In June, Prof. Quezada participated in the first conference on Afro-Latin American studies (1er Encuentro Internacional de Investigadores Estudios Afrolatinoamericanos). Her talk, “Proyecciones de la herencia afromexicana en la narrativa nacional: María Luisa Puga y nuestras raíces africanas,” analyzed one of the first inclusions of an African heritage in Mexican literature.
In addition, she participated in the Seventh Annual International Conference Latin America: Tradition and Globalizations in the 21st Century, in July. Her talk, “Cuerpos migrantes: centroamericanos surcando el territorio mexicano,” analyzed the representation of Central American migration in Mexican literature.
Gesa E. Kirsch – Professor of Rhetoric and Composition, Director of the Writing Center
Professor Kirsch received a book contract from Southern Illinois University Press for a co-edited volume, Unsettling Archival Research: Engaging Critical, Communal, and Digital Archives. This book is one of the first publications in rhetoric and writing studies to unsettle disciplinary knowledge of archival research by drawing on decolonial, Indigenous, antiracist, queer, local, and community perspectives. The volume includes both critiques of archiving as a set of institutional practices, ideologies, and conventions, and new tactics of engaging critical, communal, and digital archiving within and against systems of power. Contributors reflect on how to counteract, resist, and explore alternatives to racist, colonial histories; highlight how radical political approaches might support such work; and illuminate how tactical archival practices can decenter and reshape traditional archival methodologies. The book originated during Prof. Kirsch’s visiting professorship at the University of Louisville in fall 2019 and continues her mentorship of doctoral students and emerging scholars.

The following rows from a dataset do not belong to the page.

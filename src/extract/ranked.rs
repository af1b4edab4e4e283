use super::{pair_positionally, NormalizedRow};
use crate::normalize::normalize_magnitude;
use crate::probe::{ElementHandle, PageProbe, ProbeError};
use crate::settings::{Selectors, Timings};

const UNKNOWN_ITEM: &str = "Unknown";

/// Top items: name from the thumbnail's label attribute, count from the
/// separately listed count elements.
pub fn extract<P: PageProbe>(
    probe: &mut P,
    selectors: &Selectors,
    timings: &Timings,
    cap: usize,
) -> Result<Vec<NormalizedRow>, ProbeError> {
    probe.wait_for_selector(&selectors.item_thumb, timings.list_wait())?;

    let thumbs = probe.query_all(&selectors.item_thumb)?;
    let counts = probe.query_all(&selectors.item_count)?;

    pair_positionally(thumbs, counts, cap)
        .into_iter()
        .map(|(thumb, count)| -> Result<NormalizedRow, ProbeError> {
            // A blank label counts as no label.
            let name = thumb
                .attribute(&selectors.item_label_attr)?
                .map(|s| s.trim().to_string())
                .filter(|s| !s.is_empty())
                .unwrap_or_else(|| UNKNOWN_ITEM.to_string());
            let count = normalize_magnitude(&count.text()?);
            Ok(NormalizedRow::text(&name, &count))
        })
        .collect()
}
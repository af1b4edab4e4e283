use std::path::{Path, PathBuf};
use std::sync::LazyLock;

use anyhow::{Context, Result};
use chrono::{DateTime, Utc};
use regex::Regex;
use rusqlite::types::{ToSqlOutput, Value, ValueRef};
use rusqlite::{params, Connection, ToSql};
use tracing::{info, warn};

use crate::extract::{BlockKind, Count, NormalizedRow};
use crate::pipeline::EntityResult;

/// Characters a spreadsheet refuses in sheet names, plus `"` for SQL quoting.
static ILLEGAL_SHEET_CHARS: LazyLock<Regex> =
    LazyLock::new(|| Regex::new(r#"[\\/*?:\[\]"]"#).unwrap());

/// Sheet name for an entity's block: cleaned, truncated name + `_` + block kind.
///
/// Two names sharing the same first `prefix_len` characters map to the same
/// sheet; the later one replaces the earlier one's rows.
pub fn sheet_name(entity: &str, kind: BlockKind, prefix_len: usize) -> String {
    let cleaned = ILLEGAL_SHEET_CHARS.replace_all(entity, "");
    let prefix: String = cleaned.trim().chars().take(prefix_len).collect();
    format!("{}_{}", prefix, kind.as_str())
}

#[derive(Debug, Clone, PartialEq)]
pub struct Sheet {
    pub name: String,
    pub entity: String,
    pub kind: BlockKind,
    pub rows: Vec<NormalizedRow>,
}

/// In-memory aggregate for one run, keyed by sheet name in first-seen order.
pub struct AggregateWriter {
    prefix_len: usize,
    sheets: Vec<Sheet>,
    started_at: DateTime<Utc>,
    entities: usize,
    collisions: usize,
}

impl AggregateWriter {
    pub fn new(prefix_len: usize) -> Self {
        AggregateWriter {
            prefix_len,
            sheets: Vec::new(),
            started_at: Utc::now(),
            entities: 0,
            collisions: 0,
        }
    }

    pub fn add(&mut self, result: &EntityResult) {
        self.entities += 1;
        for block in result.blocks.iter() {
            self.insert(&result.entity.name, block.kind, block.rows.clone());
        }
    }

    fn insert(&mut self, entity: &str, kind: BlockKind, rows: Vec<NormalizedRow>) {
        let name = sheet_name(entity, kind, self.prefix_len);
        // Sheet names are case-insensitive in the container.
        match self.sheets.iter_mut().find(|s| s.name.eq_ignore_ascii_case(&name)) {
            Some(existing) => {
                warn!(
                    "Sheet {} of {:?} overwritten by {:?} (names collide after truncation)",
                    name, existing.entity, entity
                );
                self.collisions += 1;
                existing.entity = entity.to_string();
                existing.rows = rows;
            }
            None => self.sheets.push(Sheet {
                name,
                entity: entity.to_string(),
                kind,
                rows,
            }),
        }
    }

    pub fn sheets(&self) -> &[Sheet] {
        &self.sheets
    }

    pub fn collisions(&self) -> usize {
        self.collisions
    }

    /// Write every sheet to a fresh SQLite file at `path`, replacing it only
    /// once the whole artifact has been committed.
    pub fn persist(self, path: &Path) -> Result<()> {
        let tmp = tmp_path(path);
        if tmp.exists() {
            std::fs::remove_file(&tmp)
                .with_context(|| format!("Failed to clear {}", tmp.display()))?;
        }

        let mut conn = Connection::open(&tmp)
            .with_context(|| format!("Failed to create {}", tmp.display()))?;
        self.write_all(&mut conn)?;
        conn.close().map_err(|(_, e)| e)?;

        std::fs::rename(&tmp, path)
            .with_context(|| format!("Failed to move artifact to {}", path.display()))?;
        info!("Wrote {} sheets to {}", self.sheets.len(), path.display());
        Ok(())
    }

    fn write_all(&self, conn: &mut Connection) -> Result<()> {
        let tx = conn.transaction()?;
        tx.execute_batch(
            "
            CREATE TABLE _sheets (
                position   INTEGER PRIMARY KEY,
                sheet      TEXT UNIQUE NOT NULL,
                entity     TEXT NOT NULL,
                block_kind TEXT NOT NULL CHECK(block_kind IN ('series','geography','ranked_items')),
                row_count  INTEGER NOT NULL
            );
            CREATE TABLE _run (
                started_at  TEXT NOT NULL,
                finished_at TEXT NOT NULL,
                entities    INTEGER NOT NULL,
                sheets      INTEGER NOT NULL,
                collisions  INTEGER NOT NULL
            );
            ",
        )?;

        for (position, sheet) in self.sheets.iter().enumerate() {
            let (label_col, count_col) = sheet.kind.columns();
            let count_type = match sheet.kind {
                BlockKind::Series => "INTEGER",
                _ => "TEXT",
            };
            tx.execute_batch(&format!(
                "CREATE TABLE {} (position INTEGER PRIMARY KEY, {} TEXT NOT NULL, {} {});",
                quote_ident(&sheet.name),
                label_col,
                count_col,
                count_type
            ))?;

            {
                let mut stmt = tx.prepare(&format!(
                    "INSERT INTO {} (position, {}, {}) VALUES (?1, ?2, ?3)",
                    quote_ident(&sheet.name),
                    label_col,
                    count_col
                ))?;
                for (i, row) in sheet.rows.iter().enumerate() {
                    stmt.execute(params![i as i64, row.label, row.count])?;
                }
            }

            tx.execute(
                "INSERT INTO _sheets (position, sheet, entity, block_kind, row_count)
                 VALUES (?1, ?2, ?3, ?4, ?5)",
                params![
                    position as i64,
                    sheet.name,
                    sheet.entity,
                    sheet.kind.as_str(),
                    sheet.rows.len() as i64
                ],
            )?;
        }

        tx.execute(
            "INSERT INTO _run (started_at, finished_at, entities, sheets, collisions)
             VALUES (?1, ?2, ?3, ?4, ?5)",
            params![
                self.started_at.to_rfc3339(),
                Utc::now().to_rfc3339(),
                self.entities as i64,
                self.sheets.len() as i64,
                self.collisions as i64
            ],
        )?;

        tx.commit()?;
        Ok(())
    }
}

impl ToSql for Count {
    fn to_sql(&self) -> rusqlite::Result<ToSqlOutput<'_>> {
        Ok(match self {
            Count::Number(n) => ToSqlOutput::Owned(Value::Integer(*n as i64)),
            Count::Text(t) => ToSqlOutput::Borrowed(ValueRef::Text(t.as_bytes())),
        })
    }
}

fn quote_ident(name: &str) -> String {
    format!("\"{}\"", name.replace('"', "\"\""))
}

fn tmp_path(path: &Path) -> PathBuf {
    let mut name = path.as_os_str().to_owned();
    name.push(".tmp");
    PathBuf::from(name)
}

// ── Reading an artifact ──

pub fn open(path: &Path) -> Result<Connection> {
    if !path.exists() {
        anyhow::bail!("No artifact at {}. Run 'run' first.", path.display());
    }
    Connection::open(path).with_context(|| format!("Failed to open {}", path.display()))
}

#[derive(Debug, Clone)]
pub struct SheetInfo {
    pub sheet: String,
    pub entity: String,
    pub kind: BlockKind,
    pub row_count: i64,
}

/// Sheets in the order they were first written.
pub fn fetch_sheets(conn: &Connection) -> Result<Vec<SheetInfo>> {
    let mut stmt = conn.prepare(
        "SELECT sheet, entity, block_kind, row_count FROM _sheets ORDER BY position",
    )?;
    let rows = stmt
        .query_map([], |row| {
            Ok((
                row.get::<_, String>(0)?,
                row.get::<_, String>(1)?,
                row.get::<_, String>(2)?,
                row.get::<_, i64>(3)?,
            ))
        })?
        .collect::<Result<Vec<_>, _>>()?;

    rows.into_iter()
        .map(|(sheet, entity, kind, row_count)| {
            let kind = BlockKind::parse(&kind)
                .ok_or_else(|| anyhow::anyhow!("Unknown block kind {:?} for {}", kind, sheet))?;
            Ok(SheetInfo {
                sheet,
                entity,
                kind,
                row_count,
            })
        })
        .collect()
}

pub fn fetch_rows(conn: &Connection, sheet: &SheetInfo) -> Result<Vec<NormalizedRow>> {
    let (label_col, count_col) = sheet.kind.columns();
    let mut stmt = conn.prepare(&format!(
        "SELECT {}, {} FROM {} ORDER BY position",
        label_col,
        count_col,
        quote_ident(&sheet.sheet)
    ))?;
    let rows = stmt
        .query_map([], |row| {
            let label: String = row.get(0)?;
            let count = match row.get_ref(1)? {
                ValueRef::Integer(n) => Count::Number(n.max(0) as u64),
                ValueRef::Null => Count::Text(String::new()),
                other => Count::Text(other.as_str().unwrap_or_default().to_string()),
            };
            Ok(NormalizedRow { label, count })
        })?
        .collect::<Result<Vec<_>, _>>()?;
    Ok(rows)
}

pub struct RunInfo {
    pub started_at: String,
    pub finished_at: String,
    pub entities: i64,
    pub sheets: i64,
    pub collisions: i64,
}

pub fn fetch_run(conn: &Connection) -> Result<RunInfo> {
    let info = conn.query_row(
        "SELECT started_at, finished_at, entities, sheets, collisions FROM _run LIMIT 1",
        [],
        |row| {
            Ok(RunInfo {
                started_at: row.get(0)?,
                finished_at: row.get(1)?,
                entities: row.get(2)?,
                sheets: row.get(3)?,
                collisions: row.get(4)?,
            })
        },
    )?;
    Ok(info)
}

Diya Mazumder – Associate Professor of Economics
Several years ago, Professor Mazumder started putting a data set together based on a hunch. This summer she presented the results on the Corporate Average Fuel Efficiency Standard (CAFÉ) at the conference of the Western Economic Association International (WEAI). A usual effect documented with the CAFÉ standard is that it encourages driving, thereby not being as effective at reducing gasoline consumption from the personal transport sector as the preferred alternative of a gasoline tax.
However, CAFÉ standards also result in changes in vehicle attributes that American customers care about such as weight, power, acceleration, and size of the vehicle. Prof. Mazumder’s paper estimates the extent to which these changes in vehicle attributes affect driving. Results show that under the CAFÉ standard, the increase in driving is dampened by the attribute changes, potentially making the CAFE standard less of a poor policy choice relative to the gasoline tax.
James Spady – Associate Professor of American History
Professor Spady traveled to South Carolina to research his book on the racial and ethnic politics of an antislavery movement in Charleston. In 1822, a group of free and enslaved black men planned to fight their way to ships in Charleston harbor and flee the country. Their movement attracted American-born people as well as Igbos and men of various other African ethnicities. Betrayed to authorities before they could attempt their rebellion, the movement nonetheless helped rebirth antislavery agitation in the country. But the movement’s diversity has never been analyzed and the archive’s reliability has been questioned.
Prof. Spady’s research this summer developed documentary evidence for two lines of argument intended to advance debate about the archive’s veracity and provenance. He has been collecting handwriting samples to identify the clerk who made the records. He has also been mapping the social relationships and urban geography of the organizers.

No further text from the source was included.